■ **TASK REQUIREMENTS**: Stop after the line that contains "pub end_date: &'a"; until then, restate each line of the entries word for word from the very first.

■ **RECORDED DATA**:
################
// Copyright (c) 2025 Geoffrey Huntley <ghuntley@ghuntley.com>. All rights reserved.
// SPDX-License-Identifier: Proprietary

//! Record signatures.
//!
//! A record is signed over a canonical string built from its *stored*
//! representation, so verification needs the HMAC key but never the field
//! key. Layout:
//!
//! ```text
//! permit-record-v1 US protocol_id US owner_name US plate US payment_method
//!   US start_date US end_date US address US mobile US email US payment_amount
//!   US created_at US updated_at US version
//! ```
//!
//! `US` is the ASCII unit separator (0x1F). Plain columns are rendered as
//! base64 of their UTF-8 bytes, encrypted columns as their stored token
//! (already base64), absent values as `-` and the version in decimal. None of
//! `US` or `-` can appear in a base64 rendering, so distinct records never
//! share a canonical string.

use base64::{engine::general_purpose::STANDARD as BASE64, Engine};
use hmac::{Hmac, Mac};
use rand::rngs::OsRng;
use rsa::pkcs8::DecodePublicKey;
use rsa::pss::{Signature, SigningKey, VerifyingKey};
use rsa::signature::{RandomizedSigner, SignatureEncoding, Verifier};
use rsa::RsaPublicKey;
use sha2::Sha256;
use tracing::instrument;

use crate::error::{CryptoError, CryptoResult};
use crate::vault::KeyMaterial;

type HmacSha256 = Hmac<Sha256>;

pub const CANONICAL_TAG: &str = "permit-record-v1";
pub const FIELD_SEPARATOR: char = '\u{1f}';
pub const ABSENT_MARKER: &str = "-";

/// A record exactly as persisted, borrowed for signing.
///
/// The struct is the canonical field order; adding a field here is a format
/// change and needs a new [`CANONICAL_TAG`].
#[derive(Debug, Clone, Copy)]
pub struct StoredFields<'a> {
	pub protocol_id: &'a str,
	pub owner_name: &'a str,
	pub plate: &'a str,
	pub payment_method: &'a str,
	pub start_date: &'a str,
	pub end_date: &'a str,
	pub address: Option<&'a str>,
	pub mobile: Option<&'a str>,
	pub email: Option<&'a str>,
	pub payment_amount: Option<&'a str>,
	pub created_at: &'a str,
	pub updated_at: &'a str,
	pub version: i64,
}

impl StoredFields<'_> {
	pub fn canonical(&self) -> String {
		let plain = |value: &str| BASE64.encode(value.as_bytes());
		let sealed = |token: Option<&str>| token.unwrap_or(ABSENT_MARKER).to_string();

		let parts = [
			CANONICAL_TAG.to_string(),
			plain(self.protocol_id),
			plain(self.owner_name),
			plain(self.plate),
			plain(self.payment_method),
			plain(self.start_date),
			plain(self.end_date),
			sealed(self.address),
			sealed(self.mobile),
			sealed(self.email),
			sealed(self.payment_amount),
			plain(self.created_at),
			plain(self.updated_at),
			self.version.to_string(),
		];

		let mut out = String::new();
		for (i, part) in parts.iter().enumerate() {
			if i > 0 {
				out.push(FIELD_SEPARATOR);
			}
			out.push_str(part);
		}
		out
	}
}

/// RSA-PSS signature over a record's canonical string, verifiable by anyone
/// holding the public key.
#[derive(Debug, Clone, PartialEq, Eq)]
pub struct Attestation {
	pub protocol_id: String,
	pub canonical: String,
	/// Base64 RSA-PSS/SHA-256 signature.
	pub signature: String,
}

#[derive(Clone)]
pub struct RecordSigner {
	hmac_key: permit_common_secret::SecretKey,
	signing_key: SigningKey<Sha256>,
	verifying_key: VerifyingKey<Sha256>,
}

impl RecordSigner {
	pub fn new(keys: &KeyMaterial) -> Self {
		let signing_key = SigningKey::<Sha256>::new(keys.private_key().clone());
		let verifying_key = VerifyingKey::<Sha256>::new(keys.public_key().clone());
		Self {
			hmac_key: keys.hmac_key().clone(),
			signing_key,
			verifying_key,
		}
	}

	fn mac(&self, fields: &StoredFields<'_>) -> CryptoResult<HmacSha256> {
		let mut mac = HmacSha256::new_from_slice(self.hmac_key.expose())
			.map_err(|e| CryptoError::Internal(format!("HMAC key rejected: {e}")))?;
		mac.update(fields.canonical().as_bytes());
		Ok(mac)
	}

	/// Hex HMAC-SHA256 of the canonical string.
	pub fn sign(&self, fields: &StoredFields<'_>) -> CryptoResult<String> {
		let mac = self.mac(fields)?;
		Ok(hex::encode(mac.finalize().into_bytes()))
	}

	/// Recomputes the signature and compares in constant time.
	pub fn verify(&self, fields: &StoredFields<'_>, signature: &str) -> bool {
		let Ok(expected) = hex::decode(signature) else {
			return false;
		};
		match self.mac(fields) {
			Ok(mac) => mac.verify_slice(&expected).is_ok(),
			Err(_) => false,
		}
	}

	#[instrument(skip(self, record), fields(protocol_id = record.protocol_id))]
	pub fn attest(&self, record: &StoredFields<'_>) -> Attestation {
		let canonical = record.canonical();
		let signature = self
			.signing_key
			.sign_with_rng(&mut OsRng, canonical.as_bytes());
		Attestation {
			protocol_id: record.protocol_id.to_string(),
			signature: BASE64.encode(signature.to_bytes()),
			canonical,
		}
	}

	/// Checks an attestation against this signer's own public key.
	pub fn verify_attestation(&self, attestation: &Attestation) -> bool {
		verify_with_key(&self.verifying_key, attestation)
	}
}

impl std::fmt::Debug for RecordSigner {
	fn fmt(&self, f: &mut std::fmt::Formatter<'_>) -> std::fmt::Result {
		f.debug_struct("RecordSigner")
			.field("hmac_key", &permit_common_secret::REDACTED)
			.field("signing_key", &permit_common_secret::REDACTED)
			.finish()
	}
}

/// Third-party check of an attestation using only the PEM public key.
pub fn verify_attestation(public_key_pem: &str, attestation: &Attestation) -> CryptoResult<bool> {
	let public_key = RsaPublicKey::from_public_key_pem(public_key_pem)
		.map_err(|e| CryptoError::Attestation(format!("invalid public key: {e}")))?;
	Ok(verify_with_key(
		&VerifyingKey::<Sha256>::new(public_key),
		attestation,
	))
}

fn verify_with_key(key: &VerifyingKey<Sha256>, attestation: &Attestation) -> bool {
	let Ok(raw) = BASE64.decode(attestation.signature.as_bytes()) else {
		return false;
	};
	let Ok(signature) = Signature::try_from(raw.as_slice()) else {
		return false;
	};
	key.verify(attestation.canonical.as_bytes(), &signature)
		.is_ok()
}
################
■ **SOLUTION FOR THIS PROBLEM**:
// Copyright (c) 2025 Geoffrey Huntley <ghuntley@ghuntley.com>. All rights reserved.
// SPDX-License-Identifier: Proprietary

//! Record signatures.
//!
//! A record is signed over a canonical string built from its *stored*
//! representation, so verification needs the HMAC key but never the field
//! key. Layout:
//!
//! ```text
//! permit-record-v1 US protocol_id US owner_name US plate US payment_method
//!   US start_date US end_date US address US mobile US email US payment_amount
//!   US created_at US updated_at US version
//! ```
//!
//! `US` is the ASCII unit separator (0x1F). Plain columns are rendered as
//! base64 of their UTF-8 bytes, encrypted columns as their stored token
//! (already base64), absent values as `-` and the version in decimal. None of
//! `US` or `-` can appear in a base64 rendering, so distinct records never
//! share a canonical string.

use base64::{engine::general_purpose::STANDARD as BASE64, Engine};
use hmac::{Hmac, Mac};
use rand::rngs::OsRng;
use rsa::pkcs8::DecodePublicKey;
use rsa::pss::{Signature, SigningKey, VerifyingKey};
use rsa::signature::{RandomizedSigner, SignatureEncoding, Verifier};
use rsa::RsaPublicKey;
use sha2::Sha256;
use tracing::instrument;

use crate::error::{CryptoError, CryptoResult};
use crate::vault::KeyMaterial;

type HmacSha256 = Hmac<Sha256>;

pub const CANONICAL_TAG: &str = "permit-record-v1";
pub const FIELD_SEPARATOR: char = '\u{1f}';
pub const ABSENT_MARKER: &str = "-";

/// A record exactly as persisted, borrowed for signing.
///
/// The struct is the canonical field order; adding a field here is a format
/// change and needs a new [`CANONICAL_TAG`].
#[derive(Debug, Clone, Copy)]
pub struct StoredFields<'a> {
	pub protocol_id: &'a str,
	pub owner_name: &'a str,
	pub plate: &'a str,
	pub payment_method: &'a str,
	pub start_date: &'a str,
	pub end_date: &'a str,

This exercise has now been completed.